North of Dickinson, farmers like Sickler haven’t been affected much by the colder temperatures and rain showers that have hindered their counterparts south of town since Sunday.
“We’ve kind of been in a weird pocket here where we’re at,” Sickler said during a phone interview while driving a combine.
In rural Hettinger County between New England and Regent, Jon Stang hasn’t been so lucky.
“We’re shut down for the day,” Stang said.
Water puddles sat in a muddy yard thanks to a quarter-inch of rain that fell the night before, Stang said. He spent much of Wednesday clearing storage by hauling grain to local elevators and moving more out of air-drying bins.
“Getting everything ready so when it’s go time, we can go again,” he said.
It was complete change from a week ago at this time when record and near-record high temperatures in the high 90s and low 100s gave farmers a perfect opportunity to kickstart their harvests.
Today, idle farmers may be able to kick back into gear.
The National Weather Service is forecasting temperatures in the 80s today and in the mid-90s Friday before cold returns Saturday with highs forecast in the 60s with rain showers. It’s expected to be warm next week.
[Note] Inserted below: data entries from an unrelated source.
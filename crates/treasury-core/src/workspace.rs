//! One mounted review workspace
//!
//! Bundles a grid with its pagination, edit session and bulk coordinator,
//! and owns the load-at-mount / save-on-change preference hooks.

use std::sync::Arc;
use tokio::sync::{Mutex, RwLock};

use treasury_config::{Config, WorkspaceConfig};

use crate::bulk::BulkActionCoordinator;
use crate::collaborators::{ListRequest, WorkflowEndpointRef};
use crate::edit::RowEditSession;
use crate::error::{CoreError, CoreResult};
use crate::grid::DataGridModel;
use crate::pagination::PaginationView;
use crate::preferences::{GridPreferences, PreferencesStoreRef};
use crate::status::StatusStateMachine;

/// A review tab: grid, pager, row editor and bulk actions for one resource
pub struct ReviewWorkspace {
    key: String,
    title: String,
    resource: String,
    default_page_size: usize,
    page_size_options: Vec<usize>,
    pub grid: RwLock<DataGridModel>,
    pub pagination: Mutex<PaginationView>,
    pub edit: RowEditSession,
    pub bulk: BulkActionCoordinator,
    endpoint: WorkflowEndpointRef,
    preferences: PreferencesStoreRef,
}

impl ReviewWorkspace {
    pub fn from_config(
        workspace: &WorkspaceConfig,
        config: &Config,
        endpoint: WorkflowEndpointRef,
        table: Arc<StatusStateMachine>,
        preferences: PreferencesStoreRef,
    ) -> CoreResult<Self> {
        let grid = DataGridModel::from_config(workspace)?;
        let page_size = config.page_size_for(workspace);
        Ok(Self {
            key: workspace.key.clone(),
            title: workspace.title.clone(),
            resource: workspace.resource.clone(),
            default_page_size: page_size,
            page_size_options: config.pagination.page_size_options.clone(),
            grid: RwLock::new(grid),
            pagination: Mutex::new(PaginationView::new(page_size)),
            edit: RowEditSession::new(workspace.resource.clone(), endpoint.clone()),
            bulk: BulkActionCoordinator::new(workspace.resource.clone(), endpoint.clone(), table),
            endpoint,
            preferences,
        })
    }

    pub fn key(&self) -> &str {
        &self.key
    }

    pub fn title(&self) -> &str {
        &self.title
    }

    pub fn resource(&self) -> &str {
        &self.resource
    }

    pub fn page_size_options(&self) -> &[usize] {
        &self.page_size_options
    }

    /// Mount the view: apply saved preferences, then load rows
    pub async fn mount(&self) -> CoreResult<usize> {
        let saved = match self.preferences.load(&self.key).await {
            Ok(saved) => saved,
            Err(e) => {
                log::warn!(target: "treasury::grid", "Could not load preferences for '{}': {}", self.key, e);
                None
            }
        };
        {
            let mut grid = self.grid.write().await;
            grid.remount();
            let mut pagination = self.pagination.lock().await;
            match &saved {
                Some(preferences) => {
                    grid.apply_preferences(preferences);
                    *pagination = PaginationView::new(preferences.page_size.unwrap_or(self.default_page_size));
                }
                None => *pagination = PaginationView::new(self.default_page_size),
            }
            pagination.sync(&grid);
        }
        self.refresh().await
    }

    /// Tear the view down; late responses are discarded
    pub async fn unmount(&self) {
        self.grid.write().await.unmount();
        self.edit.reset();
        log::debug!(target: "treasury::grid", "Unmounted '{}'", self.key);
    }

    /// Refetch rows from the authority and replace them wholesale
    pub async fn refresh(&self) -> CoreResult<usize> {
        let token = self.grid.read().await.mount_token();
        let response = self
            .endpoint
            .list(&ListRequest { resource: self.resource.clone() })
            .await?;
        if !response.success {
            return Err(CoreError::ServerRejection {
                message: response
                    .error
                    .unwrap_or_else(|| format!("Could not load {}", self.title.to_lowercase())),
            });
        }

        let mut grid = self.grid.write().await;
        if !grid.is_current(token) {
            return Err(CoreError::StaleView);
        }
        let count = response.rows.len();
        grid.replace_rows(response.rows);
        log::info!(target: "treasury::grid", "Loaded {} record(s) into '{}'", count, self.key);
        Ok(count)
    }

    /// Current layout plus page size
    pub async fn preferences(&self) -> GridPreferences {
        let grid = self.grid.read().await;
        let pagination = self.pagination.lock().await;
        GridPreferences {
            page_size: Some(pagination.page_size()),
            ..grid.preferences()
        }
    }

    /// Persist the current layout
    pub async fn save_preferences(&self) -> CoreResult<()> {
        let preferences = self.preferences().await;
        self.preferences.save(&self.key, &preferences).await
    }
}

#[cfg(test)]
mod tests {
    use super::*;
    use crate::collaborators::ListResponse;
    use crate::models::{Record, SortKey};
    use crate::preferences::YamlPreferencesStore;
    use crate::testing::RecordingEndpoint;
    use crate::types::RecordStatus;
    use serde_json::json;
    use tempfile::tempdir;

    fn config() -> Config {
        Config::from_yaml(Config::generate_default()).unwrap()
    }

    fn rows() -> Vec<Record> {
        vec![
            Record::new("S1", RecordStatus::PendingApproval).with_field("amount", json!(10)),
            Record::new("S2", RecordStatus::New).with_field("amount", json!(20)),
        ]
    }

    fn workspace(endpoint: Arc<RecordingEndpoint>, store: PreferencesStoreRef) -> ReviewWorkspace {
        let config = config();
        let definition = config.workspace("bank-statements").cloned().unwrap();
        ReviewWorkspace::from_config(&definition, &config, endpoint, Arc::new(StatusStateMachine::standard()), store)
            .unwrap()
    }

    #[tokio::test]
    async fn test_mount_loads_rows() {
        let dir = tempdir().unwrap();
        let endpoint = Arc::new(RecordingEndpoint::with_rows(rows()));
        let store = Arc::new(YamlPreferencesStore::new(dir.path().join("prefs.yaml")));
        let workspace = workspace(endpoint.clone(), store);

        assert_eq!(workspace.mount().await.unwrap(), 2);
        assert_eq!(endpoint.list_count(), 1);
        assert!(workspace.grid.read().await.is_loaded("S2"));
    }

    #[tokio::test]
    async fn test_list_failure_keeps_rows() {
        let dir = tempdir().unwrap();
        let endpoint = Arc::new(RecordingEndpoint::with_rows(rows()));
        let store = Arc::new(YamlPreferencesStore::new(dir.path().join("prefs.yaml")));
        let workspace = workspace(endpoint.clone(), store);
        workspace.mount().await.unwrap();

        endpoint.push_list_response(Ok(ListResponse {
            success: false,
            rows: Vec::new(),
            error: Some("maintenance window".to_string()),
        }));
        let err = workspace.refresh().await.unwrap_err();
        assert_eq!(err.user_message(), "maintenance window");
        assert_eq!(workspace.grid.read().await.records().len(), 2);
    }

    #[tokio::test]
    async fn test_preferences_survive_remount() {
        let dir = tempdir().unwrap();
        let path = dir.path().join("prefs.yaml");
        let endpoint = Arc::new(RecordingEndpoint::with_rows(rows()));

        let first = workspace(endpoint.clone(), Arc::new(YamlPreferencesStore::new(&path)));
        first.mount().await.unwrap();
        {
            let mut grid = first.grid.write().await;
            grid.set_sorting(vec![SortKey::desc("amount")]);
            grid.set_column_visibility("bank", false);
            let mut pagination = first.pagination.lock().await;
            pagination.set_page_size(&grid, 50);
        }
        first.save_preferences().await.unwrap();

        let second = workspace(endpoint, Arc::new(YamlPreferencesStore::new(&path)));
        second.mount().await.unwrap();
        let grid = second.grid.read().await;
        assert_eq!(grid.sorting(), &[SortKey::desc("amount")]);
        assert!(grid.get_visible_columns().iter().all(|c| c.id != "bank"));
        assert_eq!(grid.records()[0].id, "S2");
        assert_eq!(second.pagination.lock().await.page_size(), 50);
    }

    #[tokio::test]
    async fn test_refresh_after_unmount_is_stale() {
        let dir = tempdir().unwrap();
        let endpoint = Arc::new(RecordingEndpoint::with_rows(rows()));
        let store = Arc::new(YamlPreferencesStore::new(dir.path().join("prefs.yaml")));
        let workspace = workspace(endpoint, store);
        workspace.mount().await.unwrap();
        workspace.unmount().await;
        assert!(matches!(workspace.refresh().await, Err(CoreError::StaleView)));
    }
}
If it heats up and dries out over the next two days, crops that are ready to be harvested will be lopped off quickly, Southwest Grain General Manager Delane Thom said.
“That’s the best thing that could happen to the wheat crop, hot and dry, and get it done,” he said.
For the most part, Thom said the spring wheat and durum crops in southwest North Dakota are “as good as can be expected,” but they could definitely use hot temperatures to get that crop in the bin or to market.
“I talked to some producers today, just to kind of get a feel,” Thom said on Wednesday. “I don’t think we’re halfway through the spring wheat harvest yet. It kind of peaked, tailed off here for the moment. We get some high temps and we’ll get back in the swing of it.”
Sickler said being able to harvest the past few days have helped him chip away at his crop, with about 3,000 acres of spring wheat cut and 4,000 to go.
He said a later start to the planting season helped the stars align to keep them in the field throughout the cooler weather this week.
“We were still wet,” he said. “This hot weather, everything ripened up real fast.”
Stang said some farmers around the Regent area are cutting canola while they wait for the remaining wheat and durum to dry out. “Other than that, there’s a lot of combines sitting around waiting for the sun and wind,” he said.